ON PAIN & SHIFTING INTO HEAL MODE:
Several years ago I was driving back to Massachusetts from Wisconsin and having a reoccurrence of terrible sciatica. I had kept up my Foundation Training practice during the trip and done some muscle and facial work on myself, but the pain persisted. I had eaten some things that I normally stay away from because they cause inflammation and auto-immune issues in me so I thought maybe the pain was coming from inflamed guts, since there are branches of the sciatic nerve that move through there. I was also getting scared that perhaps there was some real damage and that I was facing the beginning of the end for my back. The more afraid I got, the more pain came. I started to listen to this great podcast on pain called “Tell Me About Your Pain,” and the biggest lesson I got from the podcast was that when we look at pain from a lens of fear, the body will amplify the pain. If we look at the pain from a lens of curiosity, often the pain signals will go down and we will gain insight into what is going on.
LENS OF FEAR:
If we feel the pain and start having scary thoughts about it, maybe even start to imagine a dreadful future and see images of ourselves with things that we are afraid of happening, like having to go into the medical system and get help from people that cause more damage than good, having to give up something we love, losing the ability to walk, being unable to work, becoming homeless, spending all our money, losing all our friends… then the body / nervous system, pain pathway will begin to amplify the feeling of pain even though nothing worse is happening & there is no more damage happening. This is tricky because the more painful it gets, often the more scared we get! With the increase of pain it seems to signal to us that something worse is definitely happening and we can get even more afraid.
LENS OF CURIOSITY:
To look at our pain from a lens of curiosity means that we bring our awareness there and really try to sense it. On a scale of 1-10, how strong is the pain? Is it moving? What shape is it? Does it have a center? Where is the center? Is there a web of interconnected parts? Is it sharp? Dull? Radiating? Streaking? Imagine you had to make a painting of the pain to show it to someone, all of its parts, colors, the shape it’s making, the way it lives in the body, a movement it has, density of it… Is it fluid? Is it woody? Earthy? Fiery?
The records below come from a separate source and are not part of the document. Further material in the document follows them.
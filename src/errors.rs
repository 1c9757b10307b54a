/// Coarse failure class, used to decide between permanent and
/// transient handling when reporting results upstream.
#[derive(Debug, Copy, Clone, Eq, PartialEq)]
pub enum Status {
    Permfail,
    Tempfail,
}

quick_error! {
    #[derive(Debug, PartialEq, Clone)]
    /// Errors raised while parsing, canonicalizing, signing or verifying.
    /// The `Display` text doubles as the per-signature result detail.
    pub enum DKIMError {
        ParseError(err: String) {
            display("message parse error: {}", err)
        }
        SignatureSyntaxError(err: String) {
            display("signature syntax error: {}", err)
        }
        SignatureMissingRequiredTag(name: &'static str) {
            display("signature missing required tag ({})", name)
        }
        UnsupportedVersion(value: String) {
            display("unsupported version {}", value)
        }
        UnsupportedHashAlgorithm(value: String) {
            display("unsupported algorithm {}", value)
        }
        UnsupportedCanonicalizationType(value: String) {
            display("unsupported canonicalization {}", value)
        }
        UnsupportedQueryMethod(value: String) {
            display("unsupported query protocol {}", value)
        }
        SignatureExpired {
            display("signature expired")
        }
        DomainMismatch {
            display("bad identity")
        }
        FromFieldNotSigned {
            display("From field not signed")
        }
        NoKeyForSignature {
            display("no key")
        }
        KeyUnavailable(err: String) {
            display("key unavailable: {}", err)
        }
        KeySyntaxError {
            display("invalid key record")
        }
        KeyIncompatibleVersion {
            display("invalid key record version")
        }
        KeyRevoked {
            display("key revoked")
        }
        InappropriateKeyAlgorithm(value: String) {
            display("unsupported key type {}", value)
        }
        KeyHashNotAllowed(value: String) {
            display("unsupported hash {}", value)
        }
        GranularityMismatch {
            display("granularity mismatch")
        }
        InappropriateServiceType {
            display("inappropriate service type")
        }
        BodyHashDidNotVerify {
            display("body has been altered")
        }
        SignatureDidNotVerify {
            display("signature did not verify")
        }
        UnknownInternalError(err: String) {
            display("internal error: {}", err)
        }
        FailedToSign(err: String) {
            display("failed to sign: {}", err)
        }
        BuilderError(err: &'static str) {
            display("failed to build object: {}", err)
        }
        PrivateKeyLoadError(err: String) {
            display("failed to load private key: {}", err)
        }
    }
}

impl DKIMError {
    pub fn status(&self) -> Status {
        use DKIMError::*;
        match self {
            ParseError(_)
            | SignatureSyntaxError(_)
            | SignatureMissingRequiredTag(_)
            | UnsupportedVersion(_)
            | UnsupportedHashAlgorithm(_)
            | UnsupportedCanonicalizationType(_)
            | UnsupportedQueryMethod(_)
            | SignatureExpired
            | DomainMismatch
            | FromFieldNotSigned
            | NoKeyForSignature
            | KeySyntaxError
            | KeyIncompatibleVersion
            | KeyRevoked
            | InappropriateKeyAlgorithm(_)
            | KeyHashNotAllowed(_)
            | GranularityMismatch
            | InappropriateServiceType
            | BodyHashDidNotVerify
            | SignatureDidNotVerify => Status::Permfail,
            KeyUnavailable(_)
            | UnknownInternalError(_)
            | FailedToSign(_)
            | BuilderError(_)
            | PrivateKeyLoadError(_) => Status::Tempfail,
        }
    }

    /// Whether the signature was structurally usable and the message
    /// itself did not check out. Hash and signature mismatches mean the
    /// mail was altered in transit (`fail`); everything earlier in the
    /// pipeline means the signature never became checkable (`invalid`).
    pub(crate) fn is_verification_failure(&self) -> bool {
        matches!(
            self,
            DKIMError::BodyHashDidNotVerify
                | DKIMError::SignatureDidNotVerify
                | DKIMError::UnknownInternalError(_)
        )
    }
}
What is the viscosity of the tissue around it? Get that clear about it.
When I was in the car on that trip & listening to that podcast, I started to try to bring that lens of curiosity to my pain and the more I looked for the pain, the less I could feel it! It seemed to disappear! It was like it didn’t even actually exist! As the sensation went down and even disappeared, I relaxed and the “sciatica” basically went away. Every time it would reappear, I’d look for it, and as I tried to find it, it would disappear.
Here are some very cool things about pain that support me when I am in pain below! I am also linking to a podcast that I recently made out of a class recording which was the opening class of the last Foundation Training Series.
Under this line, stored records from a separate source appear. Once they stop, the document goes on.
use crate::header::SignatureKind;
use crate::DKIMError;

/// Per-signature outcome. The ordering doubles as the collation rank:
/// a verdict is "better" when it is greater.
#[derive(Debug, Clone, Copy, PartialEq, Eq, PartialOrd, Ord)]
pub enum Verdict {
    /// No signature header was present at all.
    None,
    /// A signature header existed but never became checkable.
    Invalid,
    /// The signature was checkable and the message did not verify.
    Fail,
    Pass,
}

impl Verdict {
    pub fn summary(&self) -> &'static str {
        match self {
            Self::None => "none",
            Self::Invalid => "invalid",
            Self::Fail => "fail",
            Self::Pass => "pass",
        }
    }
}

/// Outcome of checking one signature.
#[derive(Debug, Clone)]
pub struct SignatureResult {
    verdict: Verdict,
    detail: Option<String>,
    testing: bool,
}

impl SignatureResult {
    pub(crate) fn pass(testing: bool) -> Self {
        Self {
            verdict: Verdict::Pass,
            detail: None,
            testing,
        }
    }

    pub(crate) fn rejected(err: &DKIMError, testing: bool) -> Self {
        let verdict = if err.is_verification_failure() {
            Verdict::Fail
        } else {
            Verdict::Invalid
        };
        Self {
            verdict,
            detail: Some(err.to_string()),
            testing,
        }
    }

    pub fn verdict(&self) -> Verdict {
        self.verdict
    }

    pub fn detail(&self) -> Option<&str> {
        self.detail.as_deref()
    }

    /// The key was published with the testing flag; failures from it
    /// should not be acted on.
    pub fn key_testing(&self) -> bool {
        self.testing
    }

    /// `pass`, or `fail (body has been altered)` style text for the
    /// result header.
    pub fn to_detail_string(&self) -> String {
        match &self.detail {
            Some(detail) => format!("{} ({})", self.verdict.summary(), detail),
            None => self.verdict.summary().to_string(),
        }
    }
}

/// The collated outcome over every signature on a message: the best
/// per-signature result, ranked `pass > fail > invalid > none`.
#[derive(Debug, Clone)]
pub struct DKIMResult {
    verdict: Verdict,
    detail: Option<String>,
    domain_used: Option<String>,
    kind: Option<SignatureKind>,
}

impl DKIMResult {
    pub(crate) fn none() -> Self {
        Self {
            verdict: Verdict::None,
            detail: None,
            domain_used: None,
            kind: None,
        }
    }

    pub(crate) fn collated(
        result: &SignatureResult,
        domain: Option<&str>,
        kind: SignatureKind,
    ) -> Self {
        Self {
            verdict: result.verdict(),
            detail: result.detail().map(|s| s.to_string()),
            domain_used: domain.map(|d| d.to_lowercase()),
            kind: Some(kind),
        }
    }

    pub fn verdict(&self) -> Verdict {
        self.verdict
    }

    pub fn summary(&self) -> &'static str {
        self.verdict.summary()
    }

    pub fn detail(&self) -> Option<&str> {
        self.detail.as_deref()
    }

    pub fn to_detail_string(&self) -> String {
        match &self.detail {
            Some(detail) => format!("{} ({})", self.verdict.summary(), detail),
            None => self.verdict.summary().to_string(),
        }
    }

    /// Domain of the signature backing the verdict, if any.
    pub fn domain_used(&self) -> Option<&str> {
        self.domain_used.as_deref()
    }

    /// Which signature scheme produced the verdict; used to pick the
    /// `dkim=` / `domainkeys=` method token.
    pub fn kind(&self) -> Option<SignatureKind> {
        self.kind
    }
}

#[cfg(test)]
mod tests {
    use super::*;

    #[test]
    fn test_verdict_ranking() {
        assert!(Verdict::Pass > Verdict::Fail);
        assert!(Verdict::Fail > Verdict::Invalid);
        assert!(Verdict::Invalid > Verdict::None);
    }

    #[test]
    fn test_rejected_classification() {
        let res = SignatureResult::rejected(&DKIMError::BodyHashDidNotVerify, false);
        assert_eq!(res.verdict(), Verdict::Fail);
        assert_eq!(res.to_detail_string(), "fail (body has been altered)");

        let res = SignatureResult::rejected(&DKIMError::NoKeyForSignature, false);
        assert_eq!(res.verdict(), Verdict::Invalid);
        assert_eq!(res.to_detail_string(), "invalid (no key)");

        let res = SignatureResult::rejected(
            &DKIMError::UnsupportedHashAlgorithm("rsa-md5".to_owned()),
            false,
        );
        assert_eq!(res.to_detail_string(), "invalid (unsupported algorithm rsa-md5)");
    }
}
MINDSET AND MODES OF NERVOUS SYSTEM:
PROTECT OR HEAL:
Our mindset around pain is important because:
- When we are in a sympathetic state of our nervous system (fight, flight, freeze – stress zone) the body will protect or create a holding pattern around pain, injury or a force that has entered into the body.
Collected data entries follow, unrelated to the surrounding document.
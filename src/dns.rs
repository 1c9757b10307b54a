use crate::DKIMError;
use futures::future::BoxFuture;
use hickory_resolver::error::{ResolveError, ResolveErrorKind};
use hickory_resolver::TokioAsyncResolver;

/// How the verifier reaches DNS: fetch the TXT records published at
/// `name`. One string per record; a record split into several
/// character-strings is joined without a delimiter, which is how key
/// records longer than 255 octets are published.
pub trait Lookup: Sync + Send {
    fn lookup_txt<'a>(&'a self, name: &'a str) -> BoxFuture<'a, Result<Vec<String>, DKIMError>>;
}

/// [`Lookup`] backed by hickory's tokio resolver.
pub struct SystemResolver {
    inner: TokioAsyncResolver,
}

impl SystemResolver {
    /// Resolver configured from the host's resolv.conf.
    pub fn new() -> Result<Self, DKIMError> {
        let inner = TokioAsyncResolver::tokio_from_system_conf().map_err(|err| {
            DKIMError::UnknownInternalError(format!("failed to create DNS resolver: {}", err))
        })?;
        Ok(Self { inner })
    }

    /// Wrap an already-configured resolver.
    pub fn from_resolver(inner: TokioAsyncResolver) -> Self {
        Self { inner }
    }
}

impl Lookup for SystemResolver {
    fn lookup_txt<'a>(&'a self, name: &'a str) -> BoxFuture<'a, Result<Vec<String>, DKIMError>> {
        Box::pin(async move {
            let answer = self.inner.txt_lookup(name).await.map_err(classify)?;
            let mut records = Vec::new();
            for txt in answer {
                let mut joined = String::new();
                for part in txt.txt_data() {
                    joined.push_str(&String::from_utf8_lossy(part));
                }
                records.push(joined);
            }
            Ok(records)
        })
    }
}

/// A name with no TXT records means no key was published; everything
/// else, timeouts included, is a transient lookup failure.
fn classify(err: ResolveError) -> DKIMError {
    match err.kind() {
        ResolveErrorKind::NoRecordsFound { .. } => DKIMError::NoKeyForSignature,
        ResolveErrorKind::Timeout => {
            DKIMError::KeyUnavailable(format!("DNS query timed out: {}", err))
        }
        _ => DKIMError::KeyUnavailable(format!("failed to query DNS: {}", err)),
    }
}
- When we shift into the parasympathetic state (rest, digest & heal – relax zone), the nervous system and body will move from holding and protecting around the pain, injury, or force that has entered the system into heal mode.
We do have the power to shift our state and in the podcast below I share several methods for how to do that.
PODCAST: SELF REGULATING THE NERVOUS SYSTEM
SENSITIZATION:
“We know most tissues in the human body heal between 3-6 months. It is now well established that ongoing pain is more due to a sensitive nervous system. In other words, the body’s alarm system stays in alarm mode even after the tissues have healed.”
SENSITIZATION & CHRONIC PAIN:
“This is important because chronic pain is nearly always a mistake-a fault in the alarm systems. Your brain decides for you according to it’s internal priorities. Reality is filtered through culture, history, evolution, prior learning – in fact, anything that is relevant to you.”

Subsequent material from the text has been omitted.